▶ _YOUR OBJECTIVE_:
All of the lines below should be copied word for word.

▶ _GIVEN DATA_:
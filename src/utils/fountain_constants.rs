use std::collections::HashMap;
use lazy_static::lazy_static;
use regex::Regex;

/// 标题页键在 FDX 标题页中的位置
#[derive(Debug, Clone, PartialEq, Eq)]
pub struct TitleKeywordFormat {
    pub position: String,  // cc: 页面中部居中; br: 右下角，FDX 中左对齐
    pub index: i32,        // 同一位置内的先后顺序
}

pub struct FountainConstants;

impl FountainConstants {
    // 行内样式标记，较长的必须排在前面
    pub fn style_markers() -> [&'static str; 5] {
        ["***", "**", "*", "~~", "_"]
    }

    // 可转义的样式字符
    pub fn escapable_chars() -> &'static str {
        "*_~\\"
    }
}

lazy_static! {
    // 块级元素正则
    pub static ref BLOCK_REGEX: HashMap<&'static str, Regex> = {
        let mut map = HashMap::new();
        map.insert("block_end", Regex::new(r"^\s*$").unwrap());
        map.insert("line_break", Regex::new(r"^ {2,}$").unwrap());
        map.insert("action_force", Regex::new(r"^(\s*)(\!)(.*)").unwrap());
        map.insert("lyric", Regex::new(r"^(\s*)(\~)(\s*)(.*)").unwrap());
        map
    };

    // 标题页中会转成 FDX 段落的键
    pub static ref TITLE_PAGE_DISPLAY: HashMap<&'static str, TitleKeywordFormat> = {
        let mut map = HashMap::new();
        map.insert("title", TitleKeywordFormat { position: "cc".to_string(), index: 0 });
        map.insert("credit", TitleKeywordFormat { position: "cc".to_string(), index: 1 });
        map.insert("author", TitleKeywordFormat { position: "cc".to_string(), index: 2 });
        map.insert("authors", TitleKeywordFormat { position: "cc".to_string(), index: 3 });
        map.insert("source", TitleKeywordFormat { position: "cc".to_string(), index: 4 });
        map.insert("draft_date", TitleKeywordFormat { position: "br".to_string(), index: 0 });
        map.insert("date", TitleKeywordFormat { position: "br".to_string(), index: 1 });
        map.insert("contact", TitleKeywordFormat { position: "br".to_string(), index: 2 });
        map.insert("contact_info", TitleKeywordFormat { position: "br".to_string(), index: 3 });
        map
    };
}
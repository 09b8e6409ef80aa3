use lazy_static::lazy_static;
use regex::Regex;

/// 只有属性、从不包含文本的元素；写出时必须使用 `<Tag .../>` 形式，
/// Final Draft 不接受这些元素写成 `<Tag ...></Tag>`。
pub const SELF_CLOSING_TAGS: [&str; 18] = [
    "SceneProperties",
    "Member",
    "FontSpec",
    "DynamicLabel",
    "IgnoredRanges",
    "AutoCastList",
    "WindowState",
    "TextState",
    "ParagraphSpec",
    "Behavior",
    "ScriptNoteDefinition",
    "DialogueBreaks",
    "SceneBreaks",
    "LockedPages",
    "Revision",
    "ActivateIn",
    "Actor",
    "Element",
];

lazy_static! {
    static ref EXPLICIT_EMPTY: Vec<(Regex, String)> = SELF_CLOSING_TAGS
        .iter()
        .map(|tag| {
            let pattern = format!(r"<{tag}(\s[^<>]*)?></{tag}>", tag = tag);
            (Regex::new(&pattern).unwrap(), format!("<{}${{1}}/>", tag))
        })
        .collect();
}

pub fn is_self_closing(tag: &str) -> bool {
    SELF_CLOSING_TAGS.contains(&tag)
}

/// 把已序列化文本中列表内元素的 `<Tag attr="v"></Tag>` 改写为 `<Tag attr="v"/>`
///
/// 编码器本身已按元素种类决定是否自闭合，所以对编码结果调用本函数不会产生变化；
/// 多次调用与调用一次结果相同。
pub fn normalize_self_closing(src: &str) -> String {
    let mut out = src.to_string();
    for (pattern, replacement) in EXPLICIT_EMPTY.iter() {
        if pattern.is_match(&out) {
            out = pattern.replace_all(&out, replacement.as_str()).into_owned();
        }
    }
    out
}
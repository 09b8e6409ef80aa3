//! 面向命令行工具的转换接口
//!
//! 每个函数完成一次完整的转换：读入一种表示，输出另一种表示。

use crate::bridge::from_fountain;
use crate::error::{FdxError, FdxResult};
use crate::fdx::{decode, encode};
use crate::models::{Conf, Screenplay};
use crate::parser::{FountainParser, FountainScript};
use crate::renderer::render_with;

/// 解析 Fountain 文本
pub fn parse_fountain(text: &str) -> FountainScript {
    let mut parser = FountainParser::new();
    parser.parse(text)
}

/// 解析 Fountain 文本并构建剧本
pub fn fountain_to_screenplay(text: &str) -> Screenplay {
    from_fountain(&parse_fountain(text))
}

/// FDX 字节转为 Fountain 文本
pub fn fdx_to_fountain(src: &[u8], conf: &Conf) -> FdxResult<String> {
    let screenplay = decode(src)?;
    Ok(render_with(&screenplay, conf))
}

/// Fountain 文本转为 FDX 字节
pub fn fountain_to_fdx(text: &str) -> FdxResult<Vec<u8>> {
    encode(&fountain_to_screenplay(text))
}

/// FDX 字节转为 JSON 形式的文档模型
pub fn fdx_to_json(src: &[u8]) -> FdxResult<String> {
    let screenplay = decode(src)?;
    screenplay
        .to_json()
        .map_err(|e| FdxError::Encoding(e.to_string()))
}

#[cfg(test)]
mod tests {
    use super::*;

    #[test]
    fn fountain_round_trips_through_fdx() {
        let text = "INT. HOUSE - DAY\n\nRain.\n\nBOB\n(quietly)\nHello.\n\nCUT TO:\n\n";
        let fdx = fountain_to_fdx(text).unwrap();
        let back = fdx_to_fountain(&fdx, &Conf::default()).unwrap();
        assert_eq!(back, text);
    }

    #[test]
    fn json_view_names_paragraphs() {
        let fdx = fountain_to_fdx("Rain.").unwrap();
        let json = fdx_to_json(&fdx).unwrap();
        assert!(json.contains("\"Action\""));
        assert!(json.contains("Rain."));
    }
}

▶ _SOLUTION_:
filename src/utils/fountain_constants.rs
use std::collections::HashMap;
use lazy_static::lazy_static;
use regex::Regex;

/// 标题页键在 FDX 标题页中的位置
#[derive(Debug, Clone, PartialEq, Eq)]
pub struct TitleKeywordFormat {
    pub position: String,  // cc: 页面中部居中; br: 右下角，FDX 中左对齐
    pub index: i32,        // 同一位置内的先后顺序
}

pub struct FountainConstants;

impl FountainConstants {
    // 行内样式标记，较长的必须排在前面
    pub fn style_markers() -> [&'static str; 5] {
        ["***", "**", "*", "~~", "_"]
    }

    // 可转义的样式字符
    pub fn escapable_chars() -> &'static str {
        "*_~\\"
    }
}

lazy_static! {
    // 块级元素正则
    pub static ref BLOCK_REGEX: HashMap<&'static str, Regex> = {
        let mut map = HashMap::new();
        map.insert("block_end", Regex::new(r"^\s*$").unwrap());
        map.insert("line_break", Regex::new(r"^ {2,}$").unwrap());
        map.insert("action_force", Regex::new(r"^(\s*)(\!)(.*)").unwrap());
        map.insert("lyric", Regex::new(r"^(\s*)(\~)(\s*)(.*)").unwrap());
        map
    };

    // 标题页中会转成 FDX 段落的键
    pub static ref TITLE_PAGE_DISPLAY: HashMap<&'static str, TitleKeywordFormat> = {
        let mut map = HashMap::new();
        map.insert("title", TitleKeywordFormat { position: "cc".to_string(), index: 0 });
        map.insert("credit", TitleKeywordFormat { position: "cc".to_string(), index: 1 });
        map.insert("author", TitleKeywordFormat { position: "cc".to_string(), index: 2 });
        map.insert("authors", TitleKeywordFormat { position: "cc".to_string(), index: 3 });
        map.insert("source", TitleKeywordFormat { position: "cc".to_string(), index: 4 });
        map.insert("draft_date", TitleKeywordFormat { position: "br".to_string(), index: 0 });
        map.insert("date", TitleKeywordFormat { position: "br".to_string(), index: 1 });
        map.insert("contact", TitleKeywordFormat { position: "br".to_string(), index: 2 });
        map.insert("contact_info", TitleKeywordFormat { position: "br".to_string(), index: 3 });
        map
    };
}
repository 09b8e6409ef80aa3
use lazy_static::lazy_static;
use regex::Regex;

/// 只有属性、从不包含文本的元素；写出时必须使用 `<Tag .../>` 形式，
/// Final Draft 不接受这些元素写成 `<Tag ...></Tag>`。
pub const SELF_CLOSING_TAGS: [&str; 18] = [
    "SceneProperties",
    "Member",
    "FontSpec",
    "DynamicLabel",
    "IgnoredRanges",
    "AutoCastList",
    "WindowState",
    "TextState",
    "ParagraphSpec",
    "Behavior",
    "ScriptNoteDefinition",
    "DialogueBreaks",
    "SceneBreaks",
    "LockedPages",
    "Revision",
    "ActivateIn",
    "Actor",
    "Element",
];

lazy_static! {
    static ref EXPLICIT_EMPTY: Vec<(Regex, String)> = SELF_CLOSING_TAGS
        .iter()
        .map(|tag| {
            let pattern = format!(r"<{tag}(\s[^<>]*)?></{tag}>", tag = tag);
            (Regex::new(&pattern).unwrap(), format!("<{}${{1}}/>", tag))
        })
        .collect();
}

pub fn is_self_closing(tag: &str) -> bool {
    SELF_CLOSING_TAGS.contains(&tag)
}

/// 把已序列化文本中列表内元素的 `<Tag attr="v"></Tag>` 改写为 `<Tag attr="v"/>`
///
/// 编码器本身已按元素种类决定是否自闭合，所以对编码结果调用本函数不会产生变化；
/// 多次调用与调用一次结果相同。
pub fn normalize_self_closing(src: &str) -> String {
    let mut out = src.to_string();
    for (pattern, replacement) in EXPLICIT_EMPTY.iter() {
        if pattern.is_match(&out) {
            out = pattern.replace_all(&out, replacement.as_str()).into_owned();
        }
    }
    out
}
repository 09b8e6409ef80aa3
//! 面向命令行工具的转换接口
//!
//! 每个函数完成一次完整的转换：读入一种表示，输出另一种表示。

use crate::bridge::from_fountain;
use crate::error::{FdxError, FdxResult};
use crate::fdx::{decode, encode};
use crate::models::{Conf, Screenplay};
use crate::parser::{FountainParser, FountainScript};
use crate::renderer::render_with;

/// 解析 Fountain 文本
pub fn parse_fountain(text: &str) -> FountainScript {
    let mut parser = FountainParser::new();
    parser.parse(text)
}

/// 解析 Fountain 文本并构建剧本
pub fn fountain_to_screenplay(text: &str) -> Screenplay {
    from_fountain(&parse_fountain(text))
}

/// FDX 字节转为 Fountain 文本
pub fn fdx_to_fountain(src: &[u8], conf: &Conf) -> FdxResult<String> {
    let screenplay = decode(src)?;
    Ok(render_with(&screenplay, conf))
}

/// Fountain 文本转为 FDX 字节
pub fn fountain_to_fdx(text: &str) -> FdxResult<Vec<u8>> {
    encode(&fountain_to_screenplay(text))
}

/// FDX 字节转为 JSON 形式的文档模型
pub fn fdx_to_json(src: &[u8]) -> FdxResult<String> {
    let screenplay = decode(src)?;
    screenplay
        .to_json()
        .map_err(|e| FdxError::Encoding(e.to_string()))
}

#[cfg(test)]
mod tests {
    use super::*;

    #[test]
    fn fountain_round_trips_through_fdx() {
        let text = "INT. HOUSE - DAY\n\nRain.\n\nBOB\n(quietly)\nHello.\n\nCUT TO:\n\n";
        let fdx = fountain_to_fdx(text).unwrap();
        let back = fdx_to_fountain(&fdx, &Conf::default()).unwrap();
        assert_eq!(back, text);
    }

    #[test]
    fn json_view_names_paragraphs() {
        let fdx = fountain_to_fdx("Rain.").unwrap();
        let json = fdx_to_json(&fdx).unwrap();
        assert!(json.contains("\"Action\""));
        assert!(json.contains("Rain."));
    }
}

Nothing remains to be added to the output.